Life is set to get much tougher for second homeowners following announcements in the recent Queen’s Speech.
Landlords too face major new regulatory changes which come on top of increased burdens on buy-to-let in recent years.
It means investors in both sectors will need to reconfigure their calculations and work out whether both the finances add up and it is still worth the compliance burden.
Too often, the proliferation of second homes sees locals priced out of their home towns and villages, resulting in a depleted workforce and a lack of community.
To deter this trend, under the Government’s new Levelling Up and Regeneration Bill, councils will be given the power to double council tax on unused second homes.
There are some 253,000 such properties in England.
The Government has said this extra funding could be used to help ensure council tax is kept low for local residents.
Resentments in many of our most scenic areas have long been building, stoked most recently by the staycation boom driven by the Covid pandemic.
This Is Money commented: “This prompted renewed interest in the holiday-let market, as second-home owners sought to cash in.”
Now, the cost of living crisis has concentrated minds.
Spelling out the crisis, the website went on: “A report by the countryside charity CPRE found there had been an almost 1,000 per cent increase in properties being used as short-term holiday lets.
“In Cornwall the average salary is £31,471, according to data from the Office for National Statistics. But figures from Rightmove show that the average price of a property in St Ives has reached £429,188 — just under 14 times local incomes. It is a similar story in Coniston, in the Lake District. House prices stand at an average £608,222, having risen by 62 per cent in the past decade. But average annual workplace earnings across South Lakeland were £26,193 in the year to September 2021.”
Not only have locals been priced out of buying but they struggle to rent, too.
Tim Farron, MP for Westmorland and Lonsdale, told This Is Money that the private rental market in his corner of the Lake District has been ruined by rich landlords snapping up properties for holiday lets.
He stated: “It means that private tenants with good incomes are being evicted because landlords can make better money letting properties as Airbnbs.”

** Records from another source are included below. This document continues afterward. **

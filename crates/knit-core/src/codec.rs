//! Length-prefixed framing for handshake messages and sealed transport chunks.
//!
//! Both use a 2-byte big-endian length prefix. After the handshake every unit
//! is `ciphertext || tag` of at most 65535 bytes, so one logical write is split
//! into chunks of at most [`MAX_PLAINTEXT_CHUNK`] bytes.

use crate::cipher::CipherState;
use crate::{Error, Result};
use bytes::{Bytes, BytesMut};
use knit_crypto::aead::TAG_LEN;
use tokio_util::codec::{Decoder, Encoder, LengthDelimitedCodec};

/// Largest sealed unit on the wire.
pub const MAX_SEALED_LEN: usize = u16::MAX as usize;

/// Largest plaintext sealed into one unit.
pub const MAX_PLAINTEXT_CHUNK: usize = MAX_SEALED_LEN - TAG_LEN;

/// Codec for `u16 BE len | message` framing.
pub fn length_prefixed() -> LengthDelimitedCodec {
    LengthDelimitedCodec::builder()
        .length_field_length(2)
        .big_endian()
        .max_frame_length(MAX_SEALED_LEN)
        .new_codec()
}

/// Encrypting codec for the secure channel.
///
/// Holds one cipher state per direction. Decoding yields one plaintext chunk
/// per sealed unit; encoding splits and seals.
pub struct SecureCodec {
    inner: LengthDelimitedCodec,
    send: CipherState,
    recv: CipherState,
}

impl SecureCodec {
    /// Build the codec from the cipher states of a completed handshake.
    pub fn new(send: CipherState, recv: CipherState) -> Self {
        Self {
            inner: length_prefixed(),
            send,
            recv,
        }
    }

    /// Nonce of the next outbound unit.
    pub fn send_nonce(&self) -> u64 {
        self.send.nonce()
    }

    /// Nonce of the next inbound unit.
    pub fn recv_nonce(&self) -> u64 {
        self.recv.nonce()
    }
}

impl std::fmt::Debug for SecureCodec {
    fn fmt(&self, f: &mut std::fmt::Formatter<'_>) -> std::fmt::Result {
        f.debug_struct("SecureCodec")
            .field("send", &self.send)
            .field("recv", &self.recv)
            .finish()
    }
}

impl Decoder for SecureCodec {
    type Item = Bytes;
    type Error = Error;

    fn decode(&mut self, src: &mut BytesMut) -> Result<Option<Bytes>> {
        let Some(unit) = self.inner.decode(src)? else {
            return Ok(None);
        };
        if unit.len() < TAG_LEN {
            return Err(Error::InvalidFrame(format!(
                "Sealed unit of {} bytes is shorter than the tag",
                unit.len()
            )));
        }

        let plaintext = self.recv.decrypt_with_ad(&[], &unit)?;
        Ok(Some(Bytes::copy_from_slice(&plaintext)))
    }
}

impl Encoder<Bytes> for SecureCodec {
    type Error = Error;

    fn encode(&mut self, plaintext: Bytes, dst: &mut BytesMut) -> Result<()> {
        if plaintext.is_empty() {
            return Ok(());
        }
        for chunk in plaintext.chunks(MAX_PLAINTEXT_CHUNK) {
            let sealed = self.send.encrypt_with_ad(&[], chunk)?;
            self.inner.encode(Bytes::from(sealed), dst)?;
        }
        Ok(())
    }
}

Meanwhile, according to the Government, the Renters Reform Bill will improve conditions and rights for millions in private and socially rented properties.

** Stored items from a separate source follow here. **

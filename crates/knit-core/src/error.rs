//! Error types for protocol operations.

use knit_crypto::PeerId;
use std::fmt;
use std::io;
use std::sync::Arc;
use thiserror::Error;

/// Result type alias for protocol operations.
pub type Result<T> = core::result::Result<T, Error>;

/// Protocol operation errors.
#[derive(Debug, Error)]
pub enum Error {
    /// Candidate protocol lists share no entry.
    #[error("No common protocol")]
    NoCommonProtocol,

    /// Malformed or out-of-order negotiation message.
    #[error("Invalid negotiation message: {0}")]
    InvalidNegotiation(String),

    /// Handshake message or payload field has the wrong shape.
    #[error("Malformed handshake message: {0}")]
    HandshakeFormat(String),

    /// Handshake authentication failed (bad signature or AEAD tag).
    #[error("Handshake authentication failed: {0}")]
    HandshakeAuth(String),

    /// Handshake message processed out of state order.
    #[error("Handshake protocol error: {0}")]
    HandshakeProtocol(String),

    /// Remote identity differs from the one the caller expected.
    #[error("Peer identity mismatch: expected {expected}, got {actual}")]
    PeerIdentityMismatch {
        /// Peer id the caller asked for.
        expected: PeerId,
        /// Peer id the remote proved.
        actual: PeerId,
    },

    /// Sealed chunk failed authentication (possible tampering).
    #[error("Decryption failed: authentication tag mismatch")]
    Decrypt,

    /// Nonce counter reached its maximum value.
    #[error("Nonce space exhausted")]
    NonceExhausted,

    /// Peer opened a stream id it had already used.
    #[error("Duplicate stream id {0}")]
    DuplicateStreamId(u32),

    /// Peer sent more data than the advertised window.
    #[error("Flow control violation on stream {stream_id}")]
    FlowControlViolation {
        /// Offending stream.
        stream_id: u32,
    },

    /// Invalid frame format.
    #[error("Invalid frame: {0}")]
    InvalidFrame(String),

    /// Insufficient data.
    #[error("Insufficient data: need {0} bytes")]
    InsufficientData(usize),

    /// Local concurrent stream limit reached, or stream ids ran out.
    #[error("Too many streams")]
    TooManyStreams,

    /// Write attempted after the local side sent FIN.
    #[error("Write after close")]
    WriteAfterClose,

    /// Stream was reset by either side.
    #[error("Stream reset")]
    StreamReset,

    /// Session is going away; no new streams.
    #[error("Session is going away")]
    GoneAway,

    /// Session has terminated.
    #[error("Session closed: {0}")]
    SessionClosed(CloseReason),

    /// Operation cancelled by the caller.
    #[error("Operation cancelled")]
    Cancelled,

    /// Operation deadline elapsed.
    #[error("Operation timed out")]
    Timeout,

    /// Underlying channel failure.
    #[error("I/O error: {0}")]
    Io(#[source] io::Error),

    /// Configuration values are inconsistent.
    #[error("Invalid configuration: {0}")]
    InvalidConfig(String),

    /// Cryptographic error.
    #[error("Crypto error: {0}")]
    Crypto(#[from] knit_crypto::Error),
}

/// Coarse error classes.
#[derive(Debug, Clone, Copy, PartialEq, Eq)]
pub enum ErrorCategory {
    /// Protocol selection failed.
    Negotiation,
    /// Handshake failed; the connection must be dropped.
    Handshake,
    /// Secure channel integrity failure.
    Decrypt,
    /// Peer broke the framing or flow control rules.
    ProtocolViolation,
    /// Stream-scoped failure; the session survives.
    StreamLocal,
    /// Session is gone.
    Closed,
    /// Caller cancelled.
    Cancelled,
    /// Deadline elapsed.
    Timeout,
    /// Channel or crypto backend failure.
    Io,
    /// Caller supplied bad configuration.
    Config,
}

impl Error {
    /// Classify this error.
    pub fn category(&self) -> ErrorCategory {
        match self {
            Self::NoCommonProtocol | Self::InvalidNegotiation(_) => ErrorCategory::Negotiation,
            Self::HandshakeFormat(_)
            | Self::HandshakeAuth(_)
            | Self::HandshakeProtocol(_)
            | Self::PeerIdentityMismatch { .. } => ErrorCategory::Handshake,
            Self::Decrypt | Self::NonceExhausted => ErrorCategory::Decrypt,
            Self::DuplicateStreamId(_)
            | Self::FlowControlViolation { .. }
            | Self::InvalidFrame(_)
            | Self::InsufficientData(_) => ErrorCategory::ProtocolViolation,
            Self::TooManyStreams | Self::WriteAfterClose | Self::StreamReset | Self::GoneAway => {
                ErrorCategory::StreamLocal
            }
            Self::SessionClosed(_) => ErrorCategory::Closed,
            Self::Cancelled => ErrorCategory::Cancelled,
            Self::Timeout => ErrorCategory::Timeout,
            Self::Io(_) | Self::Crypto(_) => ErrorCategory::Io,
            Self::InvalidConfig(_) => ErrorCategory::Config,
        }
    }

    /// Whether this error terminates the owning session.
    pub fn is_session_fatal(&self) -> bool {
        matches!(
            self.category(),
            ErrorCategory::Decrypt | ErrorCategory::ProtocolViolation
        )
    }

    /// GoAway code to report to the peer when this error ends a session.
    pub fn go_away_code(&self) -> GoAwayCode {
        if self.is_session_fatal() {
            GoAwayCode::ProtocolError
        } else {
            GoAwayCode::InternalError
        }
    }
}

impl From<io::Error> for Error {
    /// Unwraps protocol errors that crossed an `AsyncRead`/`AsyncWrite`
    /// boundary; anything else stays an I/O error.
    fn from(err: io::Error) -> Self {
        if !err.get_ref().is_some_and(|inner| inner.is::<Error>()) {
            return Self::Io(err);
        }
        match err.into_inner().map(|inner| inner.downcast::<Error>()) {
            Some(Ok(inner)) => *inner,
            _ => Self::Io(io::ErrorKind::Other.into()),
        }
    }
}

impl From<Error> for io::Error {
    fn from(err: Error) -> Self {
        match err {
            Error::Io(inner) => inner,
            other => io::Error::other(other),
        }
    }
}

/// GoAway codes carried in the frame length field.
#[derive(Debug, Clone, Copy, PartialEq, Eq, Hash)]
#[repr(u32)]
pub enum GoAwayCode {
    /// Orderly shutdown (0x00).
    Normal = 0x00,
    /// Peer violated the protocol (0x01).
    ProtocolError = 0x01,
    /// Local failure (0x02).
    InternalError = 0x02,
}

impl GoAwayCode {
    /// Convert to wire format.
    pub fn to_u32(self) -> u32 {
        self as u32
    }

    /// Convert from wire format.
    pub fn from_u32(value: u32) -> Option<Self> {
        match value {
            0x00 => Some(Self::Normal),
            0x01 => Some(Self::ProtocolError),
            0x02 => Some(Self::InternalError),
            _ => None,
        }
    }
}

impl fmt::Display for GoAwayCode {
    fn fmt(&self, f: &mut fmt::Formatter<'_>) -> fmt::Result {
        let name = match self {
            Self::Normal => "normal",
            Self::ProtocolError => "protocol error",
            Self::InternalError => "internal error",
        };
        f.write_str(name)
    }
}

/// Why a session ended. Recorded once, then reported by every operation.
#[derive(Debug, Clone)]
pub enum CloseReason {
    /// Closed or aborted locally.
    Local(GoAwayCode),
    /// Peer sent GoAway.
    Remote(GoAwayCode),
    /// Channel reached end-of-file.
    Eof,
    /// Idle timeout elapsed with no open streams.
    IdleTimeout,
    /// A fatal error ended the session.
    Fatal(Arc<Error>),
}

impl CloseReason {
    /// The error that ended the session, if any.
    pub fn error(&self) -> Option<&Error> {
        match self {
            Self::Fatal(err) => Some(err),
            _ => None,
        }
    }

    /// Whether the session ended abnormally: a local failure or a peer
    /// GoAway with an error code. Streams stop delivering buffered data.
    pub fn is_error(&self) -> bool {
        match self {
            Self::Fatal(_) => true,
            Self::Remote(code) => *code != GoAwayCode::Normal,
            Self::Local(_) | Self::Eof | Self::IdleTimeout => false,
        }
    }
}

impl fmt::Display for CloseReason {
    fn fmt(&self, f: &mut fmt::Formatter<'_>) -> fmt::Result {
        match self {
            Self::Local(code) => write!(f, "closed locally ({code})"),
            Self::Remote(code) => write!(f, "peer went away ({code})"),
            Self::Eof => f.write_str("connection closed by peer"),
            Self::IdleTimeout => f.write_str("idle timeout"),
            Self::Fatal(err) => write!(f, "{err}"),
        }
    }
}

#[cfg(test)]
mod tests {
    use super::*;

    #[test]
    fn test_go_away_code_wire_values() {
        for code in [
            GoAwayCode::Normal,
            GoAwayCode::ProtocolError,
            GoAwayCode::InternalError,
        ] {
            assert_eq!(GoAwayCode::from_u32(code.to_u32()), Some(code));
        }
        assert_eq!(GoAwayCode::ProtocolError.to_u32(), 1);
        assert_eq!(GoAwayCode::from_u32(3), None);
    }

    #[test]
    fn test_close_reason_is_error() {
        assert!(CloseReason::Fatal(Arc::new(Error::Decrypt)).is_error());
        assert!(CloseReason::Remote(GoAwayCode::ProtocolError).is_error());
        assert!(CloseReason::Remote(GoAwayCode::InternalError).is_error());
        assert!(!CloseReason::Remote(GoAwayCode::Normal).is_error());
        assert!(!CloseReason::Local(GoAwayCode::Normal).is_error());
        assert!(!CloseReason::Eof.is_error());
        assert!(!CloseReason::IdleTimeout.is_error());
    }

    #[test]
    fn test_fatal_classification() {
        assert!(Error::Decrypt.is_session_fatal());
        assert!(Error::DuplicateStreamId(4).is_session_fatal());
        assert!(Error::FlowControlViolation { stream_id: 1 }.is_session_fatal());
        assert!(!Error::StreamReset.is_session_fatal());
        assert!(!Error::TooManyStreams.is_session_fatal());
        assert!(!Error::Timeout.is_session_fatal());
        assert_eq!(Error::HandshakeAuth("sig".into()).category(), ErrorCategory::Handshake);
    }

    #[test]
    fn test_io_roundtrip_preserves_protocol_error() {
        let io_err: io::Error = Error::DuplicateStreamId(4).into();
        match Error::from(io_err) {
            Error::DuplicateStreamId(4) => {}
            other => panic!("Expected DuplicateStreamId, got {other:?}"),
        }
    }

    #[test]
    fn test_plain_io_error_stays_io() {
        let err = Error::from(io::Error::from(io::ErrorKind::BrokenPipe));
        match err {
            Error::Io(inner) => assert_eq!(inner.kind(), io::ErrorKind::BrokenPipe),
            other => panic!("Expected Io, got {other:?}"),
        }
    }

    #[test]
    fn test_io_error_unwraps_without_double_wrap() {
        let original = io::Error::from(io::ErrorKind::UnexpectedEof);
        let back: io::Error = Error::Io(original).into();
        assert_eq!(back.kind(), io::ErrorKind::UnexpectedEof);
        assert!(back.get_ref().is_none());
    }

    #[test]
    fn test_close_reason_reports_error() {
        let reason = CloseReason::Fatal(Arc::new(Error::Decrypt));
        assert!(matches!(reason.error(), Some(Error::Decrypt)));
        assert!(CloseReason::Eof.error().is_none());
        assert!(reason.to_string().contains("Decryption failed"));
    }
}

It will extend the Decent Homes Standard to the sector for the first time, giving all renters the legal right to a safe and warm home, and it will ban Section 21 ‘no fault’ evictions “that allow rogue landlords to terminate tenancies without giving any reason”.
It is claimed that 22 per cent of those who moved in the past year did not end their tenancy by choice.
On the flip side, the Bill will also strengthen landlords’ grounds for repossession, making it easier for them to evict tenants who are wilfully not paying rent, or who are repeatedly engaging in anti-social behaviour, bringing down neighbourhoods.
A new Private Renters’ Ombudsman will be created to enable disputes between private renters and landlords “to be settled quickly, at low cost, and without going to court”.
The ombudsman, said the Government, would cover all private landlords letting properties and “make sure that when residents make a complaint, landlords take action to put things right”.
There are 4.4 million households in the private rented sector.
For second homeowners and landlords alike extra regulation inevitably means extra cost – you have been warned!